**WHAT IS REQUIRED**
The first line of the entries below, the line containing "resolved from a", and every line between them should be repeated exactly, and nothing else.

────────────────

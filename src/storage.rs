//! Storage adapter: filesystem-like byte-stream providers
//!
//! Trial directories are written through a small [`Storage`] trait so the
//! tracker core never touches `std::fs` directly. Backends are resolved from a
//! URI scheme through an explicit [`StorageRegistry`], built once at
//! initialization.
//!
//! Write-mode opens carry an auto-commit contract: backends where writes are
//! not durable until explicitly committed (e.g. object stores) return handles
//! whose [`WriteHandle::commit`] performs the publish; with
//! [`AutoCommit::OnClose`] the handle commits itself when closed.

use std::collections::HashMap;
use std::fs;
use std::io::{self, Read, Write};
use std::path::{Path, PathBuf};
use std::sync::Arc;

use tracing::debug;

use crate::error::{Error, Result};

/// Commit policy for write-mode opens.
#[derive(Debug, Clone, Copy, PartialEq, Eq)]
pub enum AutoCommit {
    /// Commit automatically when the handle is closed.
    OnClose,
    /// The caller invokes [`WriteHandle::commit`] explicitly after writing.
    Manual,
}

/// A writable byte stream with an explicit commit step.
pub trait WriteHandle: Write {
    /// Make the written bytes durable/visible.
    ///
    /// # Errors
    ///
    /// Returns an error if the backend fails to persist the stream.
    fn commit(self: Box<Self>) -> Result<()>;
}

/// Filesystem-like provider for one storage backend.
pub trait Storage: Send + Sync {
    /// Open a path for reading.
    ///
    /// # Errors
    ///
    /// Returns [`Error::Io`] with `NotFound` when the path does not exist.
    fn open_read(&self, path: &str) -> Result<Box<dyn Read>>;

    /// Open a path for writing, truncating any existing content.
    ///
    /// # Errors
    ///
    /// Returns an error if the path cannot be created.
    fn open_write(&self, path: &str, autocommit: AutoCommit) -> Result<Box<dyn WriteHandle>>;

    /// List entry names (not full paths) directly under a directory.
    ///
    /// Missing directories list as empty.
    ///
    /// # Errors
    ///
    /// Returns an error if the directory cannot be enumerated.
    fn list(&self, dir: &str) -> Result<Vec<String>>;

    /// List file paths under a directory recursively, relative to it.
    ///
    /// Missing directories list as empty. Path separators in the returned
    /// names are always `/`.
    ///
    /// # Errors
    ///
    /// Returns an error if the tree cannot be enumerated.
    fn list_all(&self, dir: &str) -> Result<Vec<String>>;

    /// Whether a path exists.
    fn exists(&self, path: &str) -> bool;
}

/// Read a path fully into a string.
///
/// # Errors
///
/// Returns an error if the path cannot be opened or read.
pub fn read_to_string(storage: &dyn Storage, path: &str) -> Result<String> {
    let mut buf = String::new();
    storage.open_read(path)?.read_to_string(&mut buf)?;
    Ok(buf)
}

/// Write bytes to a path and commit.
///
/// # Errors
///
/// Returns an error if the path cannot be written or committed.
pub fn write_all(storage: &dyn Storage, path: &str, bytes: &[u8]) -> Result<()> {
    let mut f = storage.open_write(path, AutoCommit::Manual)?;
    f.write_all(bytes)?;
    f.commit()
}

/// Local-disk backend over `std::fs`, with auto-created parent directories.
#[derive(Debug, Default)]
pub struct LocalStorage;

struct LocalFile {
    file: fs::File,
    path: PathBuf,
}

impl Write for LocalFile {
    fn write(&mut self, buf: &[u8]) -> io::Result<usize> {
        self.file.write(buf)
    }

    fn flush(&mut self) -> io::Result<()> {
        self.file.flush()
    }
}

impl WriteHandle for LocalFile {
    fn commit(mut self: Box<Self>) -> Result<()> {
        debug!(path = %self.path.display(), "commit file");
        self.file.flush()?;
        Ok(())
    }
}

impl Drop for LocalFile {
    fn drop(&mut self) {
        // OnClose contract: local writes are durable once flushed.
        let _ = self.file.flush();
    }
}

impl std::fmt::Debug for dyn Storage {
    fn fmt(&self, f: &mut std::fmt::Formatter<'_>) -> std::fmt::Result {
        f.write_str("dyn Storage")
    }
}

impl Storage for LocalStorage {
    fn open_read(&self, path: &str) -> Result<Box<dyn Read>> {
        Ok(Box::new(fs::File::open(path)?))
    }

    fn open_write(&self, path: &str, _autocommit: AutoCommit) -> Result<Box<dyn WriteHandle>> {
        if let Some(parent) = Path::new(path).parent() {
            fs::create_dir_all(parent)?;
        }
        let file = fs::File::create(path)?;
        Ok(Box::new(LocalFile {
            file,
            path: PathBuf::from(path),
        }))
    }

    fn list(&self, dir: &str) -> Result<Vec<String>> {
        let mut names = Vec::new();
        let rd = match fs::read_dir(dir) {
            Ok(rd) => rd,
            Err(e) if e.kind() == io::ErrorKind::NotFound => return Ok(names),
            Err(e) => return Err(e.into()),
        };
        for entry in rd {
            let entry = entry?;
            if entry.file_type()?.is_file() {
                names.push(entry.file_name().to_string_lossy().into_owned());
            }
        }
        names.sort();
        Ok(names)
    }

    fn list_all(&self, dir: &str) -> Result<Vec<String>> {
        fn walk(root: &Path, dir: &Path, names: &mut Vec<String>) -> io::Result<()> {
            for entry in fs::read_dir(dir)? {
                let entry = entry?;
                if entry.file_type()?.is_dir() {
                    walk(root, &entry.path(), names)?;
                } else if let Ok(rel) = entry.path().strip_prefix(root) {
                    names.push(rel.to_string_lossy().replace('\\', "/"));
                }
            }
            Ok(())
        }

        let root = Path::new(dir);
        let mut names = Vec::new();
        match walk(root, root, &mut names) {
            Ok(()) => {}
            Err(e) if e.kind() == io::ErrorKind::NotFound => {}
            Err(e) => return Err(e.into()),
        }
        names.sort();
        Ok(names)
    }

    fn exists(&self, path: &str) -> bool {
        Path::new(path).exists()
    }
}

/// Constructor for a storage backend.
pub type StorageFactory = Box<dyn Fn() -> Arc<dyn Storage> + Send + Sync>;

/// Explicit scheme-to-backend registry, resolved once at initialization.
pub struct StorageRegistry {
    factories: HashMap<String, StorageFactory>,
}

impl Default for StorageRegistry {
    fn default() -> Self {
        let mut reg = Self {
            factories: HashMap::new(),
        };
        reg.register("file", || Arc::new(LocalStorage));
        reg
    }
}

impl StorageRegistry {
    /// Create a registry with the built-in `file` backend.
    #[must_use]
    pub fn new() -> Self {
        Self::default()
    }

    /// Register (or replace) a backend constructor for a scheme.
    pub fn register<F>(&mut self, scheme: impl Into<String>, factory: F)
    where
        F: Fn() -> Arc<dyn Storage> + Send + Sync + 'static,
    {
        self.factories.insert(scheme.into(), Box::new(factory));
    }

    /// Resolve a path or URI to a backend plus the backend-local path.
    ///
    /// Paths without a scheme resolve to `file`.
    ///
    /// # Errors
    ///
    /// Returns [`Error::UnknownScheme`] when no backend claims the scheme.
    pub fn resolve(&self, uri: &str) -> Result<(Arc<dyn Storage>, String)> {
        let (scheme, rest) = split_scheme(uri);
        let factory = self
            .factories
            .get(scheme)
            .ok_or_else(|| Error::UnknownScheme {
                scheme: scheme.to_string(),
            })?;
        Ok((factory(), rest.to_string()))
    }
}

fn split_scheme(uri: &str) -> (&str, &str) {
    match uri.split_once("://") {
        // Windows drive letters are not schemes.
        Some((scheme, rest)) if scheme.len() > 1 => (scheme, rest),
        _ => ("file", uri),
    }
}

#[cfg(test)]
mod tests {
    use super::*;

    #[test]
    fn test_split_scheme() {
        assert_eq!(split_scheme("/tmp/x"), ("file", "/tmp/x"));
        assert_eq!(split_scheme("s3://bucket/x"), ("s3", "bucket/x"));
    }

    #[test]
    fn test_registry_unknown_scheme() {
        let reg = StorageRegistry::new();
        let err = reg.resolve("s3://bucket/x").unwrap_err();
        assert!(matches!(err, Error::UnknownScheme { .. }));
    }

    #[test]
    fn test_local_roundtrip() {
        let dir = tempfile::tempdir().unwrap();
        let storage = LocalStorage;
        let path = dir.path().join("a/b/data.txt");
        let path = path.to_string_lossy().into_owned();

        write_all(&storage, &path, b"hello").unwrap();
        assert!(storage.exists(&path));
        assert_eq!(read_to_string(&storage, &path).unwrap(), "hello");

        let parent = dir.path().join("a/b");
        let names = storage.list(&parent.to_string_lossy()).unwrap();
        assert_eq!(names, vec!["data.txt"]);
    }

    #[test]
    fn test_list_missing_dir_is_empty() {
        let storage = LocalStorage;
        assert!(storage.list("/definitely/not/here").unwrap().is_empty());
        assert!(storage.list_all("/definitely/not/here").unwrap().is_empty());
    }

    #[test]
    fn test_list_all_recurses_with_relative_paths() {
        let dir = tempfile::tempdir().unwrap();
        let storage = LocalStorage;
        let root = dir.path().to_string_lossy().into_owned();

        write_all(&storage, &format!("{root}/top.txt"), b"a").unwrap();
        write_all(&storage, &format!("{root}/logs/out.txt"), b"b").unwrap();
        write_all(&storage, &format!("{root}/logs/deep/err.txt"), b"c").unwrap();

        assert_eq!(
            storage.list_all(&root).unwrap(),
            vec!["logs/deep/err.txt", "logs/out.txt", "top.txt"]
        );
        // The shallow listing still shows only direct file children.
        assert_eq!(storage.list(&root).unwrap(), vec!["top.txt"]);
    }
}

────────────────

**WRITTEN ANSWER**
filename src/storage.rs
//! Storage adapter: filesystem-like byte-stream providers
//!
//! Trial directories are written through a small [`Storage`] trait so the
//! tracker core never touches `std::fs` directly. Backends are resolved from a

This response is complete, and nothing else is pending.